United States District Court, District of Columbia
Aug 8, 2024
CIVIL 10-1511 (RJL) (D.D.C. Aug. 8, 2024)

Opinion

CIVIL 10-1511 (RJL)

08-08-2024

BR, et al., Plaintiffs, v. DISTRICT OF COLUMBIA, Defendant.


MEMORANDUM OPINION

[DKT. ##177, 178, 182, 184, 188]

RICHARD J. LEON, UNITED STATES DISTRICT JUDGE.

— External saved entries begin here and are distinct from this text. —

use anyhow::{Context, Result};
use chrono::{DateTime, Utc};
use sqlx::SqlitePool;

use super::models::{
    format_timestamp, AnalysisCacheRow, ContentRecordRow, NewContentRecord, PlatformAccountRow,
    Session, User,
};
use crate::content::{ContentQuery, PlatformAccount};
use crate::model::Platform;

// ========== Users ==========

/// Create a user, returning its ID.
pub async fn create_user(pool: &SqlitePool, username: &str) -> Result<i64> {
    let result = sqlx::query("INSERT INTO users (username) VALUES (?)")
        .bind(username)
        .execute(pool)
        .await
        .context("Failed to create user")?;

    Ok(result.last_insert_rowid())
}

/// Get a user by ID.
pub async fn get_user_by_id(pool: &SqlitePool, id: i64) -> Result<Option<User>> {
    sqlx::query_as("SELECT * FROM users WHERE id = ?")
        .bind(id)
        .fetch_optional(pool)
        .await
        .context("Failed to fetch user by id")
}

/// Get a user by username.
pub async fn get_user_by_username(pool: &SqlitePool, username: &str) -> Result<Option<User>> {
    sqlx::query_as("SELECT * FROM users WHERE username = ?")
        .bind(username)
        .fetch_optional(pool)
        .await
        .context("Failed to fetch user by username")
}

// ========== Sessions ==========

/// Create a new session.
pub async fn create_session(
    pool: &SqlitePool,
    user_id: i64,
    token: &str,
    expires_at: DateTime<Utc>,
) -> Result<i64> {
    let result = sqlx::query("INSERT INTO sessions (user_id, token, expires_at) VALUES (?, ?, ?)")
        .bind(user_id)
        .bind(token)
        .bind(format_timestamp(expires_at))
        .execute(pool)
        .await
        .context("Failed to create session")?;

    Ok(result.last_insert_rowid())
}

/// Get a session by token.
pub async fn get_session_by_token(pool: &SqlitePool, token: &str) -> Result<Option<Session>> {
    sqlx::query_as("SELECT * FROM sessions WHERE token = ?")
        .bind(token)
        .fetch_optional(pool)
        .await
        .context("Failed to fetch session by token")
}

/// Update session last_used_at.
pub async fn update_session_last_used(pool: &SqlitePool, session_id: i64) -> Result<()> {
    sqlx::query("UPDATE sessions SET last_used_at = ? WHERE id = ?")
        .bind(format_timestamp(Utc::now()))
        .bind(session_id)
        .execute(pool)
        .await
        .context("Failed to update session last_used")?;

    Ok(())
}

/// Delete a session.
pub async fn delete_session(pool: &SqlitePool, token: &str) -> Result<()> {
    sqlx::query("DELETE FROM sessions WHERE token = ?")
        .bind(token)
        .execute(pool)
        .await
        .context("Failed to delete session")?;

    Ok(())
}

/// Delete every session past its expiry, returning how many were removed.
pub async fn delete_expired_sessions(pool: &SqlitePool) -> Result<u64> {
    let result = sqlx::query("DELETE FROM sessions WHERE expires_at < ?")
        .bind(format_timestamp(Utc::now()))
        .execute(pool)
        .await
        .context("Failed to delete expired sessions")?;

    Ok(result.rows_affected())
}

// ========== Content Records ==========

/// Insert a content record, returning its ID.
pub async fn insert_content_record(pool: &SqlitePool, record: &NewContentRecord) -> Result<i64> {
    let result = sqlx::query(
        r"
        INSERT INTO content_records (
            owner_id, platform, status, title, remote_media_id, remote_creation_id,
            permalink_url, media_url, platform_post_id, created_at
        )
        VALUES (?, ?, ?, ?, ?, ?, ?, ?, ?, ?)
        ",
    )
    .bind(record.owner_id)
    .bind(record.platform.as_str())
    .bind(record.status.as_str())
    .bind(&record.title)
    .bind(&record.remote_media_id)
    .bind(&record.remote_creation_id)
    .bind(&record.permalink_url)
    .bind(&record.media_url)
    .bind(&record.platform_post_id)
    .bind(format_timestamp(record.created_at))
    .execute(pool)
    .await
    .context("Failed to insert content record")?;

    Ok(result.last_insert_rowid())
}

/// List content records for an owner/platform/status within a creation
/// window, newest first.
pub async fn list_content_records(
    pool: &SqlitePool,
    query: &ContentQuery,
) -> Result<Vec<ContentRecordRow>> {
    sqlx::query_as(
        r"
        SELECT * FROM content_records
        WHERE owner_id = ?
          AND platform = ?
          AND status = ?
          AND created_at >= ?
          AND created_at <= ?
        ORDER BY created_at DESC, id DESC
        LIMIT ?
        ",
    )
    .bind(query.owner_id)
    .bind(query.platform.as_str())
    .bind(query.status.as_str())
    .bind(format_timestamp(query.created_after))
    .bind(format_timestamp(query.created_before))
    .bind(query.limit)
    .fetch_all(pool)
    .await
    .context("Failed to list content records")
}

// ========== Platform Accounts ==========

/// Insert or replace the OAuth state for a user's platform connection.
pub async fn upsert_platform_account(pool: &SqlitePool, account: &PlatformAccount) -> Result<()> {
    sqlx::query(
        r"
        INSERT INTO platform_accounts (
            user_id, platform, access_token, refresh_token, token_expires_at,
            external_account_id, updated_at
        )
        VALUES (?, ?, ?, ?, ?, ?, ?)
        ON CONFLICT(user_id, platform) DO UPDATE SET
            access_token = excluded.access_token,
            refresh_token = excluded.refresh_token,
            token_expires_at = excluded.token_expires_at,
            external_account_id = excluded.external_account_id,
            updated_at = excluded.updated_at
        ",
    )
    .bind(account.user_id)
    .bind(account.platform.as_str())
    .bind(&account.access_token)
    .bind(&account.refresh_token)
    .bind(account.token_expires_at.map(format_timestamp))
    .bind(&account.external_account_id)
    .bind(format_timestamp(Utc::now()))
    .execute(pool)
    .await
    .context("Failed to upsert platform account")?;

    Ok(())
}

/// Get the OAuth state for a user's platform connection.
pub async fn get_platform_account(
    pool: &SqlitePool,
    user_id: i64,
    platform: Platform,
) -> Result<Option<PlatformAccountRow>> {
    sqlx::query_as("SELECT * FROM platform_accounts WHERE user_id = ? AND platform = ?")
        .bind(user_id)
        .bind(platform.as_str())
        .fetch_optional(pool)
        .await
        .context("Failed to fetch platform account")
}

/// Store a refreshed access token and its expiry.
pub async fn update_platform_token(
    pool: &SqlitePool,
    user_id: i64,
    platform: Platform,
    access_token: &str,
    expires_at: DateTime<Utc>,
) -> Result<()> {
    sqlx::query(
        r"
        UPDATE platform_accounts
        SET access_token = ?, token_expires_at = ?, updated_at = ?
        WHERE user_id = ? AND platform = ?
        ",
    )
    .bind(access_token)
    .bind(format_timestamp(expires_at))
    .bind(format_timestamp(Utc::now()))
    .bind(user_id)
    .bind(platform.as_str())
    .execute(pool)
    .await
    .context("Failed to update platform token")?;

    Ok(())
}

// ========== Comment Analysis Cache ==========

/// Get the cached analysis for a key.
pub async fn get_analysis_cache(
    pool: &SqlitePool,
    user_id: i64,
    platform_filter: &str,
    time_range: &str,
) -> Result<Option<AnalysisCacheRow>> {
    sqlx::query_as(
        r"
        SELECT * FROM comment_analysis_cache
        WHERE user_id = ? AND platform_filter = ? AND time_range = ?
        ",
    )
    .bind(user_id)
    .bind(platform_filter)
    .bind(time_range)
    .fetch_optional(pool)
    .await
    .context("Failed to fetch analysis cache entry")
}

/// Insert or replace the cached analysis for a key.
pub async fn upsert_analysis_cache(pool: &SqlitePool, row: &AnalysisCacheRow) -> Result<()> {
    sqlx::query(
        r"
        INSERT INTO comment_analysis_cache (
            user_id, platform_filter, time_range, comments_json, summary_json,
            refreshed_at, expires_at
        )
        VALUES (?, ?, ?, ?, ?, ?, ?)
        ON CONFLICT(user_id, platform_filter, time_range) DO UPDATE SET
            comments_json = excluded.comments_json,
            summary_json = excluded.summary_json,
            refreshed_at = excluded.refreshed_at,
            expires_at = excluded.expires_at
        ",
    )
    .bind(row.user_id)
    .bind(&row.platform_filter)
    .bind(&row.time_range)
    .bind(&row.comments_json)
    .bind(&row.summary_json)
    .bind(&row.refreshed_at)
    .bind(&row.expires_at)
    .execute(pool)
    .await
    .context("Failed to upsert analysis cache entry")?;

    Ok(())
}
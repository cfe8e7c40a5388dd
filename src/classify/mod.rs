//! Comment classification and summarization.
//!
//! The classifier and summarizer are external capabilities reached through
//! the [`Classifier`] and [`Summarizer`] traits; [`InsightsClient`] is the
//! HTTP implementation. [`ClassificationPipeline`] drives them over a comment
//! set with incremental cache checkpoints.

mod client;
pub mod pipeline;

pub use client::InsightsClient;
pub use pipeline::{ClassificationPipeline, PipelineStage};

use anyhow::Result;
use async_trait::async_trait;
use chrono::{DateTime, Utc};
use serde::{Deserialize, Deserializer, Serialize};

use crate::model::{Category, ClassifiedComment, Summary, UnifiedComment};

/// One comment as sent to the classifier.
#[derive(Debug, Clone, PartialEq, Serialize)]
pub struct ClassifyInput {
    pub id: String,
    pub text: String,
    pub author: String,
    pub timestamp: DateTime<Utc>,
}

impl From<&UnifiedComment> for ClassifyInput {
    fn from(comment: &UnifiedComment) -> Self {
        Self {
            id: comment.id.clone(),
            text: comment.text.clone(),
            author: comment.author.clone(),
            timestamp: comment.timestamp,
        }
    }
}

/// Classifier verdict for one comment id.
#[derive(Debug, Clone, PartialEq, Serialize, Deserialize)]
pub struct Classification {
    pub id: String,
    #[serde(default, deserialize_with = "lenient_category")]
    pub category: Category,
    #[serde(default)]
    pub sentiment: f64,
    #[serde(default)]
    pub toxicity: f64,
    #[serde(default)]
    pub reasoning: Option<String>,
}

impl Classification {
    /// Attach this verdict to its comment, clamping scores into range.
    #[must_use]
    pub fn apply(self, comment: UnifiedComment) -> ClassifiedComment {
        ClassifiedComment {
            comment,
            category: self.category,
            sentiment: clamp_score(self.sentiment, -1.0, 1.0),
            toxicity: clamp_score(self.toxicity, 0.0, 1.0),
            reasoning: self.reasoning.filter(|r| !r.trim().is_empty()),
        }
    }
}

fn lenient_category<'de, D>(deserializer: D) -> Result<Category, D::Error>
where
    D: Deserializer<'de>,
{
    let label = Option::<String>::deserialize(deserializer)?;
    Ok(label.map_or_else(Category::default, |l| Category::from_label(&l)))
}

/// Non-finite scores become 0.
fn clamp_score(value: f64, min: f64, max: f64) -> f64 {
    if value.is_finite() {
        value.clamp(min, max)
    } else {
        0.0
    }
}

/// One classified comment as sent to the summarizer.
#[derive(Debug, Clone, PartialEq, Serialize)]
pub struct SummaryInput {
    pub text: String,
    pub category: Category,
    pub sentiment: f64,
    pub toxicity: f64,
    pub reasoning: Option<String>,
}

impl From<&ClassifiedComment> for SummaryInput {
    fn from(c: &ClassifiedComment) -> Self {
        Self {
            text: c.comment.text.clone(),
            category: c.category,
            sentiment: c.sentiment,
            toxicity: c.toxicity,
            reasoning: c.reasoning.clone(),
        }
    }
}

/// Clamp the numeric fields of a summary returned by the summarizer.
#[must_use]
pub fn sanitize_summary(mut summary: Summary) -> Summary {
    summary.overall_sentiment = clamp_score(summary.overall_sentiment, -1.0, 1.0);
    summary.average_toxicity = clamp_score(summary.average_toxicity, 0.0, 1.0);
    summary
}

#[async_trait]
pub trait Classifier: Send + Sync {
    /// Classify a batch. May return results for only a subset of the ids.
    async fn classify(&self, items: &[ClassifyInput]) -> Result<Vec<Classification>>;
}

#[async_trait]
pub trait Summarizer: Send + Sync {
    /// Summarize a classified set. Must accept an empty slice.
    async fn summarize(&self, items: &[SummaryInput]) -> Result<Summary>;
}

#[cfg(test)]
mod tests {
    use super::*;
    use crate::model::Platform;

    fn comment() -> UnifiedComment {
        UnifiedComment {
            id: "c1".to_string(),
            text: "text".to_string(),
            author: "a".to_string(),
            timestamp: Utc::now(),
            platform: Platform::Instagram,
            content_id: "1".to_string(),
            content_title: "t".to_string(),
            content_url: None,
        }
    }

    #[test]
    fn test_apply_clamps_scores() {
        let verdict = Classification {
            id: "c1".to_string(),
            category: Category::Negative,
            sentiment: -3.0,
            toxicity: 1.7,
            reasoning: Some(String::new()),
        };
        let classified = verdict.apply(comment());
        assert_eq!(classified.sentiment, -1.0);
        assert_eq!(classified.toxicity, 1.0);
        assert_eq!(classified.reasoning, None);
    }

    #[test]
    fn test_non_finite_scores_become_zero() {
        assert_eq!(clamp_score(f64::NAN, -1.0, 1.0), 0.0);
        assert_eq!(clamp_score(f64::INFINITY, 0.0, 1.0), 0.0);
    }

    #[test]
    fn test_classification_decodes_leniently() {
        let verdict: Classification = serde_json::from_str(
            r#"{"id":"c1","category":"Sarcasm","sentiment":0.2}"#,
        )
        .unwrap();
        assert_eq!(verdict.category, Category::Neutral);
        assert_eq!(verdict.toxicity, 0.0);

        let verdict: Classification =
            serde_json::from_str(r#"{"id":"c2","category":"HATEFUL","toxicity":0.9}"#).unwrap();
        assert_eq!(verdict.category, Category::Hateful);
    }
}
use anyhow::{bail, Context, Result};
use tokio_util::sync::CancellationToken;
use tracing::{error, info};
use tracing_subscriber::{layer::SubscriberExt, util::SubscriberInitExt, EnvFilter};

use comment_insights::auth::{self, SessionDuration};
use comment_insights::config::Config;
use comment_insights::db::{self, Database};
use comment_insights::web;

#[tokio::main]
async fn main() {
    if let Err(e) = run().await {
        error!("Fatal error: {e:#}");
        std::process::exit(1);
    }
}

async fn run() -> Result<()> {
    // Load .env file if present
    let _ = dotenvy::dotenv();

    init_tracing()?;

    let config = Config::from_env().context("Failed to load configuration")?;
    config.validate().context("Invalid configuration")?;

    if let Some(parent) = config.database_path.parent() {
        tokio::fs::create_dir_all(parent).await.with_context(|| {
            format!("Failed to create database directory: {}", parent.display())
        })?;
    }

    let db = Database::new(&config.database_path)
        .await
        .context("Failed to initialize database")?;

    let args: Vec<String> = std::env::args().skip(1).collect();
    match args.first().map(String::as_str) {
        None | Some("serve") => serve(config, db).await,
        Some("issue-session") => {
            let Some(username) = args.get(1) else {
                bail!("usage: comment-insights issue-session <username> [--long]");
            };
            let duration = if args.iter().any(|a| a == "--long") {
                SessionDuration::Long
            } else {
                SessionDuration::Short
            };
            issue_session(&db, username, duration).await
        }
        Some(other) => bail!("unknown command '{other}' (expected 'serve' or 'issue-session')"),
    }
}

async fn serve(config: Config, db: Database) -> Result<()> {
    info!(
        database = %config.database_path.display(),
        insights_api = %config.insights_api_url,
        "Starting comment-insights"
    );

    let shutdown = CancellationToken::new();
    let cleanup_handle = tokio::spawn(auth::cleanup::run_cleanup_worker(
        db.pool().clone(),
        config.session_cleanup_interval,
        shutdown.clone(),
    ));

    let web_handle = tokio::spawn(async move {
        if let Err(e) = web::serve(config, db).await {
            error!("Web server error: {e:#}");
        }
    });

    shutdown_signal().await;

    info!("Shutting down...");

    shutdown.cancel();
    web_handle.abort();
    let _ = cleanup_handle.await;

    info!("Shutdown complete");

    Ok(())
}

/// Create the user if needed and print a fresh session token.
async fn issue_session(db: &Database, username: &str, duration: SessionDuration) -> Result<()> {
    let user_id = match db::get_user_by_username(db.pool(), username).await? {
        Some(user) => user.id,
        None => db::create_user(db.pool(), username).await?,
    };
    let token = auth::issue_session(db.pool(), user_id, duration).await?;
    info!(user_id, username, "Issued session");
    println!("{token}");
    Ok(())
}

fn init_tracing() -> Result<()> {
    let filter = EnvFilter::try_from_default_env()
        .unwrap_or_else(|_| EnvFilter::new("info,comment_insights=debug"));

    let use_json = std::env::var("LOG_FORMAT")
        .map(|v| matches!(v.to_lowercase().as_str(), "json" | "structured"))
        .unwrap_or(false);

    if use_json {
        tracing_subscriber::registry()
            .with(filter)
            .with(tracing_subscriber::fmt::layer().json())
            .try_init()
            .map_err(|e| anyhow::anyhow!("Failed to initialize tracing: {e}"))?;
    } else {
        tracing_subscriber::registry()
            .with(filter)
            .with(tracing_subscriber::fmt::layer())
            .try_init()
            .map_err(|e| anyhow::anyhow!("Failed to initialize tracing: {e}"))?;
    }

    Ok(())
}

async fn shutdown_signal() {
    let ctrl_c = async {
        tokio::signal::ctrl_c()
            .await
            .expect("Failed to install Ctrl+C handler");
    };

    #[cfg(unix)]
    let terminate = async {
        tokio::signal::unix::signal(tokio::signal::unix::SignalKind::terminate())
            .expect("Failed to install signal handler")
            .recv()
            .await;
    };

    #[cfg(not(unix))]
    let terminate = std::future::pending::<()>();

    tokio::select! {
        () = ctrl_c => {},
        () = terminate => {},
    }
}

In this long-running dispute, plaintiffs, a putative class of Medicaid recipients who unsuccessfully sought coverage for prescription drugs, have sued the District of Columbia (“the District”), alleging that the District failed to provide them due process when their claims for those prescription benefits were denied. See generally Second Amended Compl. (“SAC”) [Dkt. # 98]. In February 2024, while plaintiffs' Motion for Class Certification was pending and shortly before the close of discovery, one of the two named plaintiffs decided to withdraw from the case. See Joint Stipulation of Dismissal Pursuant to Fed.R.Civ.P. 41(a)(1)(A)(ii) of Named Pl. Elsa Maldonado [Dkt. #180] (“Joint Stip.”). Although there is one named plaintiff remaining, her claim is moot because she moved out of the District and is no longer enrolled in D.C. Medicaid. Plaintiffs have therefore sought leave to file a Third Amended Complaint which adds additional class representatives, whereas the District has sought to dismiss the case for lack of subject matter jurisdiction and pause discovery while the dispute is sorted out. Pending before the Court are the following motions: Plaintiffs' Motion for Leave to File a Third Amended Complaint [Dkt. #178] (“Mot. for Leave”); Defendant's Motion to Dismiss the Second Amended Complaint [Dkt. #188] (“Mot. to Dismiss”); Defendant's Opposed Motion for a Protective Order Concerning the Deposition of Melisa Byrd [Dkt. #177] (“Byrd Mot.”); Defendant's Opposed Motion for a Protective Order Concerning the Deposition of Charlene Fairfax [Dkt. #182] (“Fairfax Mot.”); and Plaintiffs' Cross-Motion to Compel Defendant to Appear for the Rule 30(b)(6) Deposition and the Depositions of Melisa Byrd and Charlene Fairfax and for Sanctions [Dkt. #184] (“Pls.' Cross-Mot. to Compel”). For the reasons discussed below, the Court will GRANT plaintiffs leave to file a Third Amended Complaint, DENY AS MOOT defendant's request to dismiss the Second Amended Complaint, GRANT defendant the requested protective orders, and DENY plaintiffs' cross-motion to compel and for sanctions.

I. Background

In 2010, several Medicaid recipients filed this putative class action against the District, alleging that the District failed to provide them due process when denying Medicaid coverage for certain prescription medications. See generally Compl. [Dkt. #3]. After several motions to dismiss and multiple appeals, plaintiffs' remaining claim is that the District has deprived plaintiffs of Medicaid benefits without complying with the due process standards set forth in Goldberg v. Kelly, 397 U.S. 254 (1970), in violation of the Due Process Clause of the Fifth Amendment. SAC ¶¶ 154-57. In their Second Amended Complaint, which was filed in April 2019, plaintiffs challenge the District's “policies, procedures, and practices of failing to provide individualized written notice to persons who present a prescription to a Medicaid-participating provider in the District of Columbia but who are denied Medicaid coverage for the prescription as written.” Id. ¶ 1, Specifically, plaintiffs allege that the District “is failing to inform individuals that their claim for Medicaid coverage of their prescription as written is being denied, the reason for the denial, the right to a hearing, and the circumstances under which Medicaid would provide a temporary supply of the medication.” Id. ¶ 38. Plaintiffs seek declaratory and injunctive relief under 42 U.S.C. § 1983. Id. at 35.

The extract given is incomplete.